26 October, 2011

creativity

I suppose I've always liked to think of myself as a creative person. One of my favorite things to do as a child was arts & crafts. My mother kept a room of the house well-stocked with things to keep me and my sister occupied during the many summer months that were filled with the plea, "let's make something!" Unfortunately, that room is still quite full of half-completed friendship bracelets, scraps of material and tear-off instruction sheets from fabric stores.

Now-a-days cooking is my main consistent creative outlet, along with a bit of writing and the occasional re-arrangement of something in the apartment. It's really not much and I have found that when I go a few weeks without much time in the kitchen I begin to crave creativity. A few weeks ago I found myself in this situation. I wasn't sure what it was at first but little by little I began to concretize it and pin it down: I wanted to burst out in a rainbow of colors - I questioned the point of this blog - I wanted to publish a poem - I wanted a channel for expressing creativity - not just expressing but also disseminating it. It was a strange feeling and I was glad when it subsided. I was surprised by what did it, too.

It was a conference on clinical hypnosis. First of all, I think it's really unfortunate that the word hypnosis stuck, which immediately conjures up images of yo-yos, swirling cartoon eyes and clucking like a chicken. The history goes back at least as far as Franz Mesmer, from whom we get the term mesmerize, so I guess there was a lot to work with/against. I would rather call it something like enhanced-relaxation-through-guided-imagery, but even that is somewhat limiting. If you've ever done yoga, it feels a lot like the final relaxation, Shavasana.

I went to this conference because clinical hypnosis is a fantastic tool for doctors. It can be used to help people with bladder control, chronic pain, addictive behaviors, and anxiety. It has many more uses also, especially in clinical psychology. I was encouraged to go as a student because of the way it would change the way I speak to patients even now. I definitely learned a lot but, to stay on topic here, I was also pleasantly surprised to find that it quenched my thirst for creativity.

The one thing you should know is that all hypnosis is self-hypnosis. Nobody can make you feel anything or control your mind. That being said, a big part of the basic level workshop was practicing self-hypnosis on oneself. I found this to be nothing more than tapping into my own imagination and letting my mind rest there for some time. This allows for all kinds of creativity and self-expression. Most importantly, it allowed me to enjoy and appreciate my own imagination in a way that I can tap into it on a regular basis without feeling like I needed to do something outrageous, like become a painter or a poet alongside medical school. (That would be a stretch of the imagination.) Once again, I was presented with exactly what I needed. It may not have been a great need, but what grace!
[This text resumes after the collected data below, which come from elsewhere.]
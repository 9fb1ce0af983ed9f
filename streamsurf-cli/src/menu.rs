use crate::error::{CliError, Result};
use inquire::Select;

/// Ask the user to pick one of `options`, returning its index.
///
/// A single option is picked without prompting.
pub fn select_index(prompt: &str, options: Vec<String>) -> Result<usize> {
    match options.len() {
        0 => Err(CliError::NoOptions),
        1 => Ok(0),
        _ => {
            let choice = Select::new(prompt, options)
                .with_page_size(20)
                .with_help_message("↑↓ to move, type to filter, enter to play, esc to quit")
                .raw_prompt()?;
            Ok(choice.index)
        }
    }
}
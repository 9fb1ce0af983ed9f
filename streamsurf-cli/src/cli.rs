use clap::{Parser, Subcommand, ValueEnum};
use clap_complete::Shell;
use std::path::PathBuf;

#[derive(Parser, Debug)]
#[command(
    name = "streamsurf",
    author,
    version,
    about = "Follow Twitch channels, browse their VODs and hand them to a player",
    long_about = None
)]
pub struct Args {
    #[command(subcommand)]
    pub command: Commands,

    /// Configuration file path
    #[arg(short, long, global = true, env = "STREAMSURF_CONFIG")]
    pub config: Option<PathBuf>,

    /// Enable verbose logging
    #[arg(short, long, global = true, conflicts_with = "quiet")]
    pub verbose: bool,

    /// Only log errors
    #[arg(short, long, global = true)]
    pub quiet: bool,

    /// Newline-separated channel list, added to the configured channels
    #[arg(long, global = true)]
    pub channels_file: Option<PathBuf>,

    /// Disable colored output
    #[arg(long, global = true)]
    pub no_color: bool,
}

#[derive(Subcommand, Debug)]
pub enum Commands {
    /// Show the latest broadcast of every followed channel
    #[command(visible_alias = "f")]
    Follow {
        /// Print the list instead of prompting for a selection
        #[arg(short, long)]
        list: bool,

        /// Output format for --list
        #[arg(short, long, value_enum, default_value_t = OutputFormat::Pretty)]
        output: OutputFormat,
    },

    /// Browse the latest VODs of a channel
    #[command(visible_alias = "v")]
    Vods {
        /// Channel name or channel URL
        channel: String,

        /// Print the list instead of prompting for a selection
        #[arg(short, long)]
        list: bool,

        /// Output format for --list
        #[arg(short, long, value_enum, default_value_t = OutputFormat::Pretty)]
        output: OutputFormat,
    },

    /// Play the live stream or most recent VOD of a channel
    #[command(visible_alias = "o")]
    Open {
        /// Channel name or channel URL
        channel: String,
    },

    /// Refresh the follow list periodically until interrupted
    Watch {
        /// Seconds between refreshes
        #[arg(short, long, default_value_t = 60, value_parser = clap::value_parser!(u64).range(5..))]
        interval: u64,
    },

    /// Configuration management
    Config {
        /// Show the effective configuration
        #[arg(long)]
        show: bool,
    },

    /// Generate shell completions
    Completions {
        /// Shell to generate completions for
        #[arg(value_enum)]
        shell: Shell,
    },
}

#[derive(ValueEnum, Clone, Copy, Debug, PartialEq, Eq)]
pub enum OutputFormat {
    /// One formatted line per record
    Pretty,
    /// JSON array of records
    Json,
}
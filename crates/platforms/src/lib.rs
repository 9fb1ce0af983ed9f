//! Twitch adapters for the [`vod_cache`] source traits.
//!
//! Two interchangeable sources are provided:
//!
//! - [`TwitchGql`] queries the GraphQL endpoint and yields chapter markers.
//! - [`TwitchPage`] reads the JSON-LD packet embedded in channel pages.
//!
//! Both implement [`vod_cache::VodFetcher`] and [`vod_cache::LiveStatusFetcher`].

pub mod extractor;

pub use extractor::error::ExtractorError;
pub use extractor::platforms::twitch::{Twitch, TwitchGql, TwitchPage};
pub use extractor::{DEFAULT_TIMEOUT, default_client};
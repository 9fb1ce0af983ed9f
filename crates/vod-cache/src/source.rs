use async_trait::async_trait;

use crate::error::SourceError;
use crate::video::Video;

/// Lists finished broadcasts of a channel, oldest first.
#[async_trait]
pub trait VodFetcher: Send + Sync {
    /// Short label used in logs and reports.
    fn name(&self) -> &'static str;

    async fn fetch_vods(&self, channel: &str) -> Result<Vec<Video>, SourceError>;
}

/// Reports whether a channel is currently broadcasting.
///
/// An offline channel is not an error: implementations return
/// [`Video::offline`] for it.
#[async_trait]
pub trait LiveStatusFetcher: Send + Sync {
    fn name(&self) -> &'static str;

    async fn fetch_live_status(&self, channel: &str) -> Result<Video, SourceError>;
}
//! Bounded, deduplicated cache of channel broadcasts.
//!
//! A [`RingCache`] stores finished VODs and live records keyed by URL,
//! evicting the oldest once full. A [`QueryCoordinator`] fills it by asking a
//! [`VodFetcher`] and a [`LiveStatusFetcher`] about a channel concurrently and
//! merging their answers, so the same broadcast is never listed twice.

pub mod config;
pub mod coordinator;
pub mod error;
pub mod report;
pub mod ring;
pub mod shared;
pub mod source;
pub mod video;

pub use config::CacheConfig;
pub use coordinator::{QueryCoordinator, correlate};
pub use error::{ConfigError, SourceError};
pub use report::{BatchReport, ChannelReport, FetchOutcome, LiveResolution, SourceKind};
pub use ring::RingCache;
pub use shared::{SharedCache, sort_by_latest};
pub use source::{LiveStatusFetcher, VodFetcher};
pub use video::{Chapter, Video};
Do you ever feel the need for a creative outlet? Have you found it in an unexpected place?

22 October, 2011

the way things go

It was a perfectly cool and sunny day and I was riding the train into the city, on my way to an art museum. I had been planning this day for some time. I would go downtown and walk through the crowds, observing, feeling both like I was part of the crowd and yet completely separate from everybody else. At the museum I would spend as much time as I wanted, alone, in front of each piece. Relishing the fact that I would take the whole day for myself, without obligations to anybody else or to anything else. Pausing to write or think, or stop thinking. In fact I was thinking entirely too much - about school, my family, what I wanted to do with my life, everything. Shortly before I got to my train station, where Ian and I would part ways, I told him that I couldn't decide if I wanted to sit and think about everything or not at all. His response? Either one would all be all right as long as I didn't think about thinking because, according to Aristotle, that's what God does. Well, then.
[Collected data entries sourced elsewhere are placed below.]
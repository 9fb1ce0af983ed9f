use std::sync::LazyLock;

use rand::RngExt;
use regex::Regex;
use reqwest::Client;

use crate::extractor::error::ExtractorError;
use crate::extractor::platform_extractor::Extractor;
use crate::extractor::utils::capture_group_1;

pub static URL_REGEX: LazyLock<Regex> =
    LazyLock::new(|| Regex::new(r"^https?://(?:www\.)?twitch\.tv/([^/?#]+)").unwrap());

static CHANNEL_REGEX: LazyLock<Regex> =
    LazyLock::new(|| Regex::new(r"^[A-Za-z0-9_]+$").unwrap());

/// Request context shared by the Twitch sources.
#[derive(Debug, Clone)]
pub struct Twitch {
    extractor: Extractor,
    page_size: usize,
}

impl Twitch {
    pub const BASE_URL: &str = "https://www.twitch.tv";
    const CLIENT_ID: &str = "kimne78kx3ncx6brgo4mv6wki5h1ko";

    pub fn new(client: Client, page_size: usize) -> Self {
        let mut extractor = Extractor::new("Twitch", client);

        extractor.add_header_typed(reqwest::header::ACCEPT_LANGUAGE, "en-US,en;q=0.9");
        extractor.set_referer_static(Self::BASE_URL);
        extractor.add_header_str("device-id", Self::get_device_id());
        extractor.add_header_str("Client-Id", Self::CLIENT_ID);

        Self {
            extractor,
            page_size: page_size.max(1),
        }
    }

    pub fn with_oauth_token(mut self, token: &str) -> Self {
        self.extractor
            .add_header_typed(reqwest::header::AUTHORIZATION, format!("OAuth {token}"));
        self
    }

    pub fn with_cookies(mut self, cookies: &str) -> Self {
        self.extractor.set_cookies_from_string(cookies);
        self
    }

    fn get_device_id() -> String {
        // random device id of 16 digits
        format!(
            "{}",
            rand::rng().random_range(1000000000000000i64..9999999999999999i64)
        )
    }

    pub fn page_size(&self) -> usize {
        self.page_size
    }

    pub(crate) fn extractor(&self) -> &Extractor {
        &self.extractor
    }

    /// Reduce a channel name or channel URL to the bare login name.
    ///
    /// Logins are case-insensitive on Twitch, so the result is lowercase.
    pub fn normalize_channel(input: &str) -> Result<String, ExtractorError> {
        let input = input.trim();
        let channel = capture_group_1(&URL_REGEX, input).unwrap_or(input);
        if CHANNEL_REGEX.is_match(channel) {
            Ok(channel.to_ascii_lowercase())
        } else {
            Err(ExtractorError::InvalidChannel(input.to_string()))
        }
    }

    /// Page of the channel; also the key of its live record.
    pub fn channel_url(channel: &str) -> String {
        format!("{}/{channel}", Self::BASE_URL)
    }

    pub fn vod_url(id: &str) -> String {
        format!("{}/videos/{id}", Self::BASE_URL)
    }
}

#[cfg(test)]
mod tests {
    use super::*;

    #[test]
    fn test_normalize_channel() {
        assert_eq!(Twitch::normalize_channel("some_chan").unwrap(), "some_chan");
        assert_eq!(
            Twitch::normalize_channel("https://www.twitch.tv/some_chan/videos?filter=all").unwrap(),
            "some_chan"
        );
        assert_eq!(
            Twitch::normalize_channel(" https://twitch.tv/Chan42 ").unwrap(),
            "chan42"
        );
        assert_eq!(
            Twitch::normalize_channel("Some_Chan").unwrap(),
            Twitch::normalize_channel("some_chan").unwrap()
        );
        assert!(matches!(
            Twitch::normalize_channel("a/b"),
            Err(ExtractorError::InvalidChannel(_))
        ));
        assert!(Twitch::normalize_channel("").is_err());
    }

    #[test]
    fn test_platform_headers() {
        let _ = rustls::crypto::ring::default_provider().install_default();
        let twitch = Twitch::new(Client::new(), 0)
            .with_oauth_token("secret")
            .with_cookies("unique_id=abc");
        let headers = twitch.extractor().get_platform_headers();

        assert_eq!(headers.get("client-id").unwrap(), Twitch::CLIENT_ID);
        assert_eq!(headers.get("authorization").unwrap(), "OAuth secret");
        assert_eq!(headers.get("device-id").unwrap().len(), 16);
        assert_eq!(twitch.extractor().cookies.len(), 1);
        assert_eq!(twitch.page_size(), 1);
    }

    #[test]
    fn test_urls() {
        assert_eq!(Twitch::channel_url("chan"), "https://www.twitch.tv/chan");
        assert_eq!(Twitch::vod_url("123"), "https://www.twitch.tv/videos/123");
    }
}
I got off at the wrong station, so that answered that question. It was a good answer. After walking and studying my map for some time (I'm somewhat slightly anti-GPS) I arrived at the museum and the first work that caught my eye was a film titled, "The Way Things Go". How fitting. I reflected on how I have felt so much gratitude recently for the way things go and the way that life sometimes seems to hand me exactly what I need, often without even knowing I needed it. Maybe I just take it and spin it this way in my head, but I feel no less gracious for it. Do you know what I mean? Things like seeing hundreds of faces that snapped me out of feeling sorry for myself, or a conversation with a friend about faith and hope that made me realize how special our friendship was, or something I read that encouraged me to write a little bit more often, just for myself.
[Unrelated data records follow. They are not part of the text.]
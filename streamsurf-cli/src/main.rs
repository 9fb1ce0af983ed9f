mod cli;
mod commands;
mod config;
mod error;
mod menu;
mod output;
mod player;

use crate::{
    cli::{Args, Commands, OutputFormat},
    commands::CommandExecutor,
    config::AppConfig,
    error::Result,
};
use clap::Parser;
#[cfg(feature = "colored-output")]
use colored::*;
use std::{io::IsTerminal, process, time::Duration};
use tracing::{Level, debug, error};
use tracing_subscriber::{filter::EnvFilter, fmt, prelude::*};

#[tokio::main]
async fn main() {
    let args = Args::parse();
    #[cfg(feature = "colored-output")]
    if args.no_color {
        colored::control::set_override(false);
    }
    let json_output = matches!(
        &args.command,
        Commands::Follow {
            output: OutputFormat::Json,
            ..
        } | Commands::Vods {
            output: OutputFormat::Json,
            ..
        }
    );

    if let Err(e) = run(args).await {
        if json_output {
            let error_json = serde_json::json!({
                "status": "error",
                "message": e.to_string(),
            });
            println!("{error_json}");
        } else {
            error!("Application error: {}", e);
            #[cfg(feature = "colored-output")]
            {
                eprintln!("{} {}", "Error:".red().bold(), e);
            }
            #[cfg(not(feature = "colored-output"))]
            {
                eprintln!("Error: {}", e);
            }
        }
        process::exit(1);
    }
}

async fn run(args: Args) -> Result<()> {
    init_logging(args.verbose, args.quiet);

    if let Commands::Completions { shell } = args.command {
        use clap::CommandFactory;
        use clap_complete::generate;

        let mut cmd = Args::command();
        let bin_name = cmd.get_name().to_string();
        generate(shell, &mut cmd, bin_name, &mut std::io::stdout());
        return Ok(());
    }

    let mut config = AppConfig::load(args.config.as_deref())?;
    if let Some(path) = args.channels_file {
        config.channels_file = Some(path);
    }
    debug!(?config, "Effective configuration");

    if let Commands::Config { show } = args.command {
        if show {
            println!("{}", config.show()?);
        } else {
            let path = args
                .config
                .or_else(AppConfig::default_path)
                .map(|p| p.display().to_string())
                .unwrap_or_else(|| "<no config directory>".to_string());
            println!("Config file: {path}");
            println!("Use --show to display the effective configuration");
        }
        return Ok(());
    }

    let channels = config.resolve_channels()?;
    let colored = !args.no_color && std::io::stdout().is_terminal();
    let executor = CommandExecutor::new(config, channels, colored, !args.quiet)?;

    match args.command {
        Commands::Follow { list, output } => executor.follow(list, output).await,
        Commands::Vods {
            channel,
            list,
            output,
        } => executor.vods(&channel, list, output).await,
        Commands::Open { channel } => executor.open(&channel).await,
        Commands::Watch { interval } => executor.watch(Duration::from_secs(interval)).await,
        Commands::Config { .. } | Commands::Completions { .. } => Ok(()),
    }
}

fn init_logging(verbose: bool, quiet: bool) {
    let filter = if quiet {
        EnvFilter::new("error")
    } else if verbose {
        EnvFilter::new("debug")
    } else {
        EnvFilter::from_default_env().add_directive(Level::INFO.into())
    };

    tracing_subscriber::registry()
        .with(filter)
        .with(
            fmt::layer()
                .with_writer(std::io::stderr)
                .with_target(false)
                .with_level(verbose),
        )
        .init();
}
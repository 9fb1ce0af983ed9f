use crate::extractor::default::DEFAULT_UA;

use reqwest::header::{HeaderMap, HeaderName, HeaderValue};
use reqwest::{Client, Method, RequestBuilder};
use rustc_hash::FxHashMap;
use std::str::FromStr;
use tracing::debug;

/// Shared request plumbing for a platform: client, default headers and
/// cookies applied to every request.
#[derive(Debug, Clone)]
pub struct Extractor {
    // name of the platform, e.g., "Twitch"
    pub platform_name: String,
    pub client: Client,
    platform_headers: HeaderMap,
    pub cookies: FxHashMap<String, String>,
}

impl Extractor {
    pub fn new<S: Into<String>>(platform_name: S, client: Client) -> Self {
        let mut default_headers = HeaderMap::new();
        default_headers.insert(
            reqwest::header::USER_AGENT,
            HeaderValue::from_static(DEFAULT_UA),
        );
        default_headers.insert(
            reqwest::header::ACCEPT,
            HeaderValue::from_static(
                "text/html,application/xhtml+xml,application/xml;q=0.9,*/*;q=0.8",
            ),
        );
        // Do not set `Accept-Encoding` here.
        // Reqwest adds it (and decompresses) when the corresponding crate
        // features are enabled, as long as we don't override the header.

        Self {
            platform_name: platform_name.into(),
            client,
            platform_headers: default_headers,
            cookies: FxHashMap::default(),
        }
    }

    #[inline]
    pub fn set_referer_static(&mut self, referer: &'static str) {
        self.add_header_owned(reqwest::header::REFERER, HeaderValue::from_static(referer));
    }

    pub fn add_header_str<K: AsRef<str>, V: AsRef<str>>(&mut self, key: K, value: V) {
        match HeaderName::from_str(key.as_ref()) {
            Ok(name) => self.add_header_typed(name, value),
            Err(e) => {
                debug!(error = %e, "Invalid header name; skipping");
            }
        }
    }

    pub fn add_header_owned<K: Into<HeaderName>, V: Into<HeaderValue>>(
        &mut self,
        key: K,
        value: V,
    ) {
        self.platform_headers.insert(key.into(), value.into());
    }

    pub fn add_header_typed<K: Into<HeaderName>, V: AsRef<str>>(&mut self, key: K, value: V) {
        match HeaderValue::from_str(value.as_ref()) {
            Ok(value) => {
                self.platform_headers.insert(key.into(), value);
            }
            Err(e) => {
                debug!(error = %e, "Invalid header value; skipping");
            }
        }
    }

    /// Set cookies from a cookie string (format: "name1=value1; name2=value2").
    pub fn set_cookies_from_string(&mut self, cookie_string: &str) {
        // Accept common separators: ';' from Cookie headers and '\n' from copy/paste.
        for part in cookie_string.split(&[';', '\n'][..]).map(str::trim) {
            let Some((name, value)) = part.split_once('=') else {
                continue;
            };
            let name = name.trim();
            let value = value.trim();
            if name.is_empty() || value.is_empty() {
                continue;
            }
            self.cookies.insert(name.to_owned(), value.to_owned());
        }
    }

    fn build_cookie_header(&self) -> Option<String> {
        if self.cookies.is_empty() {
            return None;
        }
        let cookie_string = self
            .cookies
            .iter()
            .map(|(name, value)| format!("{name}={value}"))
            .collect::<Vec<_>>()
            .join("; ");
        Some(cookie_string)
    }

    pub fn get(&self, url: &str) -> RequestBuilder {
        self.request(Method::GET, url)
    }

    pub fn post(&self, url: &str) -> RequestBuilder {
        self.request(Method::POST, url)
    }

    /// Request with the platform headers and stored cookies applied.
    pub fn request(&self, method: Method, url: &str) -> RequestBuilder {
        let mut headers = self.platform_headers.clone();

        if let Some(cookie_header) = self.build_cookie_header() {
            match HeaderValue::from_str(&cookie_header) {
                Ok(value) => {
                    headers.insert(reqwest::header::COOKIE, value);
                }
                Err(e) => {
                    // Skip the Cookie header rather than send an invalid value.
                    debug!(error = %e, "Failed to build Cookie header");
                }
            }
        }

        self.client.request(method, url).headers(headers)
    }

    pub fn get_platform_headers(&self) -> &HeaderMap {
        &self.platform_headers
    }
}
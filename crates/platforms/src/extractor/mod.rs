pub mod error;
pub mod platform_extractor;
pub mod platforms;
pub mod utils;
mod default;

pub use default::{DEFAULT_TIMEOUT, default_client};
How often do I miss the opportunity to see things in this light? But when I do realize what a blessing this world is, it is such a joy. Suddenly I am surrounded by a magical world with trains rushing by and people leaving work and children on their way home from school. In cars, on bicycles, walking, listening to headphones, carrying shopping bags. I see each of them as amazing individuals. I feel so blessed to witness these people in their daily routines, to glimpse their worlds as an outsider. It's incredibly beautiful.

What fills you with gratitude? Is there some little thing that reminds you that the world is full of beautiful things?